Please email oliverhooker@prstatistics.com for full details or to discuss how we can accommodate you.
COURSE DETAILS
This course provides a comprehensive practical and theoretical introduction to generalized linear models using R. Generalized linear models are generalizations of linear regression models for situations where the outcome variable is, for example, a binary, or ordinal, or count variable, etc. The specific models we cover include binary, binomial, and categorical logistic regression, Poisson and negative binomial regression for count variables, as well as extensions for overdispersed and zero-inflated data. We begin by providing a brief overview of the normal general linear model. Understanding this model is vital for the proper understanding of how it is generalized in generalized linear models. Next, we introduce the widely used binary logistic regression model, which is is a regression model for when the outcome variable is binary. Next, we cover the binomial logistic regression, and the multinomial case, which is for modelling outcomes variables that are polychotomous, i.e., have more than two categorically distinct values. We will then cover Poisson regression, which is widely used for modelling outcome variables that are counts (i.e the number of times something has happened). We then cover extensions to accommodate overdispersion, starting with the quasi-likelihood approach, then covering the negative binomial and beta-binomial models for counts and discrete proportions, respectively. Finally, we will cover zero-inflated Poisson and negative binomial models, which are for count data with excessive numbers of zero observations.

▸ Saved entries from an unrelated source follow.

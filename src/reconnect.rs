//! Session re-establishment after a lost connection
//!
//! When a logged-in connection fails, PDUs marked drop-on-reconnect are
//! cancelled and everything else is parked in a backlog in its original
//! queue order. Attempts run from [`IscsiContext::service`]: connect, log in,
//! optionally absorb the unit attention with a TEST UNIT READY, then requeue
//! the backlog with fresh task tags and command numbers.

use crate::context::{CommandCallback, CommandData, CommandStatus, ConnState, IscsiContext};
use crate::error::{IscsiError, IscsiResult};
use crate::pdu::{opcode, pdu_flags, Pdu};
use crate::scsi::ScsiCommand;
use crate::session::SessionType;
use log::{debug, error, info, warn};
use std::time::{Duration, Instant};

/// How a context reacts to a lost connection
#[derive(Debug, Clone, PartialEq, Eq)]
pub struct ReconnectPolicy {
    /// Reconnect automatically when a logged-in connection fails
    pub auto_reconnect: bool,
    /// Failed attempts before outstanding operations get `Fatal`
    pub max_retries: u32,
    /// Delay before the first attempt, doubled after each failure
    pub backoff: Duration,
    /// Upper bound for the delay between attempts
    pub max_backoff: Duration,
    /// Absorb the unit attention a target reports after a new login
    pub suppress_unit_attention: bool,
}

impl Default for ReconnectPolicy {
    fn default() -> Self {
        ReconnectPolicy {
            auto_reconnect: true,
            max_retries: 10,
            backoff: Duration::from_secs(1),
            max_backoff: Duration::from_secs(30),
            suppress_unit_attention: true,
        }
    }
}

impl ReconnectPolicy {
    /// Delay before attempt number `retries + 1`
    pub fn delay_for(&self, retries: u32) -> Duration {
        let factor = 1u32 << retries.min(16);
        self.backoff.saturating_mul(factor).min(self.max_backoff)
    }
}

#[derive(Default)]
pub(crate) struct ReconnectState {
    /// Session is being re-established
    pub(crate) active: bool,
    /// Connection was lost with auto reconnect off
    pub(crate) deferred: bool,
    /// A connect/login/TUR sequence is running
    pub(crate) attempt_in_flight: bool,
    pub(crate) retries: u32,
    pub(crate) next_attempt: Option<Instant>,
    pub(crate) backlog: Vec<Pdu>,
    /// Caller of `reconnect_async`
    pub(crate) waiter: Option<CommandCallback>,
}

impl IscsiContext {
    /// Whether the session is currently being re-established
    pub fn is_reconnecting(&self) -> bool {
        self.reconnect.active
    }

    /// Whether a lost connection is waiting for `reconnect()` or for auto
    /// reconnect to be turned back on
    pub fn is_reconnect_deferred(&self) -> bool {
        self.reconnect.deferred
    }

    pub fn reconnect_policy(&self) -> &ReconnectPolicy {
        &self.reconnect_policy
    }

    /// Turn automatic reconnect on or off. Turning it on while a reconnect is
    /// deferred starts that reconnect.
    pub fn set_auto_reconnect(&mut self, enabled: bool) -> IscsiResult<()> {
        self.reconnect_policy.auto_reconnect = enabled;
        if enabled && self.reconnect.deferred {
            info!("Auto reconnect enabled, starting deferred reconnect");
            return self.start_reconnect(None);
        }
        Ok(())
    }

    /// Re-establish the session now, dropping the current connection if any
    pub fn reconnect(&mut self) -> IscsiResult<()> {
        self.start_reconnect(None)
    }

    /// Like [`reconnect`](Self::reconnect), with `cb` fired with `Good` once
    /// logged in again or `Fatal` when the retries run out
    pub fn reconnect_async(&mut self, cb: CommandCallback) -> IscsiResult<()> {
        self.start_reconnect(Some(cb))
    }

    fn start_reconnect(&mut self, cb: Option<CommandCallback>) -> IscsiResult<()> {
        if self.reconnect.attempt_in_flight || self.reconnect.waiter.is_some() {
            return Err(IscsiError::Session("reconnect already in progress".to_string()));
        }
        let portal = self
            .portal
            .clone()
            .ok_or_else(|| IscsiError::Config("no portal to reconnect to".to_string()))?;

        if self.conn != ConnState::Disconnected {
            self.close_transport();
        }
        self.reconnect.deferred = false;
        if !self.reconnect.active {
            self.reconnect.active = true;
            self.park_for_reconnect();
        }
        self.reconnect.retries = 0;
        self.reconnect.waiter = cb;
        debug!("Reconnecting to {}", portal);
        self.reconnect_attempt();
        Ok(())
    }

    /// Connection lost while logged in with auto reconnect on
    pub(crate) fn begin_reconnect(&mut self, reason: &str) {
        let retrying = self.reconnect.attempt_in_flight;
        self.reconnect.active = true;
        self.park_for_reconnect();

        if retrying {
            self.reconnect_attempt_failed(reason);
            return;
        }
        self.reconnect.retries = 0;
        let delay = self.reconnect_policy.delay_for(0);
        self.reconnect.next_attempt = Some(Instant::now() + delay);
        warn!(
            "Lost connection to {} ({}), reconnecting in {:?} with {} PDUs held",
            self.portal.as_deref().unwrap_or("target"),
            reason,
            delay,
            self.reconnect.backlog.len()
        );
    }

    /// Cancel drop-on-reconnect PDUs and move everything else to the backlog
    fn park_for_reconnect(&mut self) {
        let mut pdus = self.remove_all();
        pdus.sort_by_key(|p| p.seq);

        let mut dropped = Vec::new();
        let mut kept = Vec::with_capacity(pdus.len());
        for mut pdu in pdus {
            if pdu.has_flag(pdu_flags::DROP_ON_RECONNECT)
                || pdu.has_flag(pdu_flags::RECOVERY)
                || pdu.opcode() == opcode::SCSI_DATA_OUT
                || pdu.opcode() == opcode::NOP_OUT
            {
                dropped.push(pdu);
            } else {
                pdu.reset_for_retransmit();
                kept.push(pdu);
            }
        }
        self.reconnect.backlog = kept;

        if !dropped.is_empty() {
            debug!("Cancelling {} PDUs that cannot be retransmitted", dropped.len());
        }
        self.resolve_all(dropped, CommandStatus::Cancelled, None);
    }

    /// Run a scheduled attempt once its time has come
    pub(crate) fn drive_reconnect(&mut self, now: Instant) {
        if !self.reconnect.active || self.reconnect.attempt_in_flight {
            return;
        }
        match self.reconnect.next_attempt {
            Some(when) if when <= now => self.reconnect_attempt(),
            _ => {}
        }
    }

    fn reconnect_attempt(&mut self) {
        self.reconnect.next_attempt = None;
        self.reconnect.attempt_in_flight = true;

        let portal = match self.portal.clone() {
            Some(portal) => portal,
            None => return self.reconnect_attempt_failed("no portal to reconnect to"),
        };
        info!(
            "Reconnect attempt {} to {}",
            self.reconnect.retries + 1,
            portal
        );
        let cb: CommandCallback = Box::new(|ctx, status, data| ctx.reconnect_connected(status, data));
        if let Err(e) = self.start_connect(&portal, cb) {
            self.reconnect_attempt_failed(&e.to_string());
        }
    }

    fn reconnect_connected(&mut self, status: CommandStatus, data: CommandData) {
        if !self.reconnect.attempt_in_flight || status == CommandStatus::Cancelled {
            return;
        }
        if status != CommandStatus::Good {
            return self.reconnect_attempt_failed(&describe(&data, "connect failed"));
        }
        let cb: CommandCallback = Box::new(|ctx, status, data| ctx.reconnect_logged_in(status, data));
        if let Err(e) = self.login_async(cb) {
            self.reconnect_attempt_failed(&e.to_string());
        }
    }

    fn reconnect_logged_in(&mut self, status: CommandStatus, data: CommandData) {
        if !self.reconnect.attempt_in_flight || status == CommandStatus::Cancelled {
            return;
        }
        match (status, data) {
            (CommandStatus::Good, _) => {}
            (CommandStatus::Redirect, CommandData::Redirect(address)) => {
                info!("Reconnect redirected to {}", address);
                self.close_transport();
                self.portal = Some(address);
                self.reconnect.attempt_in_flight = false;
                self.reconnect.next_attempt = Some(Instant::now());
                return;
            }
            (_, data) => return self.reconnect_attempt_failed(&describe(&data, "login failed")),
        }

        let wants_tur = self.reconnect_policy.suppress_unit_attention
            && self.session_type == Some(SessionType::Normal);
        if !wants_tur {
            return self.finish_reconnect();
        }

        let cb: CommandCallback = Box::new(|ctx, status, _data| {
            if !matches!(status, CommandStatus::Cancelled | CommandStatus::Fatal) {
                ctx.finish_reconnect();
            }
        });
        let lun = self.lun;
        if let Err(e) = self.queue_scsi(lun, ScsiCommand::test_unit_ready(), pdu_flags::RECOVERY | pdu_flags::DROP_ON_RECONNECT, cb) {
            warn!("Could not send TEST UNIT READY after reconnect: {}", e);
            self.finish_reconnect();
        }
    }

    /// Logged in again: release the backlog in its original order
    fn finish_reconnect(&mut self) {
        if !self.reconnect.attempt_in_flight {
            return;
        }
        self.reconnect.active = false;
        self.reconnect.attempt_in_flight = false;
        self.reconnect.deferred = false;
        self.reconnect.retries = 0;
        self.reconnect.next_attempt = None;

        let backlog = std::mem::take(&mut self.reconnect.backlog);
        info!(
            "Reconnected to {}, resubmitting {} PDUs",
            self.portal.as_deref().unwrap_or("target"),
            backlog.len()
        );
        for mut pdu in backlog {
            let itt = self.next_itt();
            pdu.set_itt(itt);
            pdu.reset_for_retransmit();
            self.queue_or_fail(pdu);
        }

        if let Some(cb) = self.reconnect.waiter.take() {
            cb(self, CommandStatus::Good, CommandData::None);
        }
    }

    /// One attempt failed; schedule the next or give up
    pub(crate) fn reconnect_attempt_failed(&mut self, reason: &str) {
        if !self.reconnect.attempt_in_flight {
            return;
        }
        self.reconnect.attempt_in_flight = false;
        if self.conn != ConnState::Disconnected {
            self.close_transport();
        }
        let leftovers = self.remove_connection_pdus();
        self.resolve_all(leftovers, CommandStatus::Cancelled, None);

        self.reconnect.retries += 1;
        if self.reconnect.retries >= self.reconnect_policy.max_retries {
            return self.reconnect_gave_up(reason);
        }

        let delay = self.reconnect_policy.delay_for(self.reconnect.retries);
        self.reconnect.next_attempt = Some(Instant::now() + delay);
        warn!(
            "Reconnect attempt {} failed: {}; retrying in {:?}",
            self.reconnect.retries, reason, delay
        );
    }

    fn reconnect_gave_up(&mut self, reason: &str) {
        let msg = format!(
            "Giving up reconnecting to {} after {} attempts: {}",
            self.portal.as_deref().unwrap_or("target"),
            self.reconnect.retries,
            reason
        );
        error!("{}", msg);
        self.set_error(msg.clone());
        self.reconnect.active = false;
        self.reconnect.next_attempt = None;

        let backlog = std::mem::take(&mut self.reconnect.backlog);
        self.resolve_all(backlog, CommandStatus::Fatal, Some(&msg));
        if let Some(cb) = self.reconnect.waiter.take() {
            cb(self, CommandStatus::Fatal, CommandData::Message(msg));
        }
    }
}

fn describe(data: &CommandData, fallback: &str) -> String {
    match data {
        CommandData::Message(msg) => msg.clone(),
        _ => fallback.to_string(),
    }
}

This course is aimed at anyone who is interested in using R for data science or statistics. R is widely used in all areas of academic scientific research, and also widely throughout the public, and private sector.
Delivered remotely
Time zone – GMT+1
Availability – TBC
Duration – 3 x 1/2 days
Contact hours – Approx. 12 hours
ECT’s – Equal to 1 ECT’s
Language – English
This course will be largely practical, hands-on, and workshop based. For each topic, there will first be some lecture style presentation, i.e., using slides or blackboard, to introduce and explain key concepts and theories. Then, we will cover how to perform the various statistical analyses using R. Any code that the instructor produces during these sessions will be uploaded to a publicly available GitHub site after each session. For the breaks between sessions, and between days, optional exercises will be provided. Solutions to these exercises and brief discussions of them will take place after each break.
The course will take place online using Zoom. On each day, the live video broadcasts will occur during UK local time at:
• 10am-12pm
• 1pm-3pm
• 4pm-6pm
All sessions will be video recorded and made available to all attendees as soon as possible, hopefully soon after each 2hr session.
If some sessions are not at a convenient time due to different time zones, attendees are encouraged to join as many of the live broadcasts as possible. For example, attendees from North America may be able to join the live sessions from 3pm-5pm and 6pm-8pm, and then catch up with the 12pm-2pm recorded session once it is uploaded. By joining any live sessions that are possible will allow attendees to benefit from asking questions and having discussions, rather than just watching prerecorded sessions.
At the start of the first day, we will ensure that everyone is comfortable with how Zoom works, and we’ll discuss the procedure for asking questions and raising comments.
Although not strictly required, using a large monitor or preferably even a second monitor will make the learning experience better, as you will be able to see my RStudio and your own RStudio simultaneously.
All the sessions will be video recorded, and made available immediately on a private video hosting website. Any materials, such as slides, data sets, etc., will be shared via GitHub
A basic understanding of statistical concepts. Specifically, generalised linear regression models, statistical significance, hypothesis testing.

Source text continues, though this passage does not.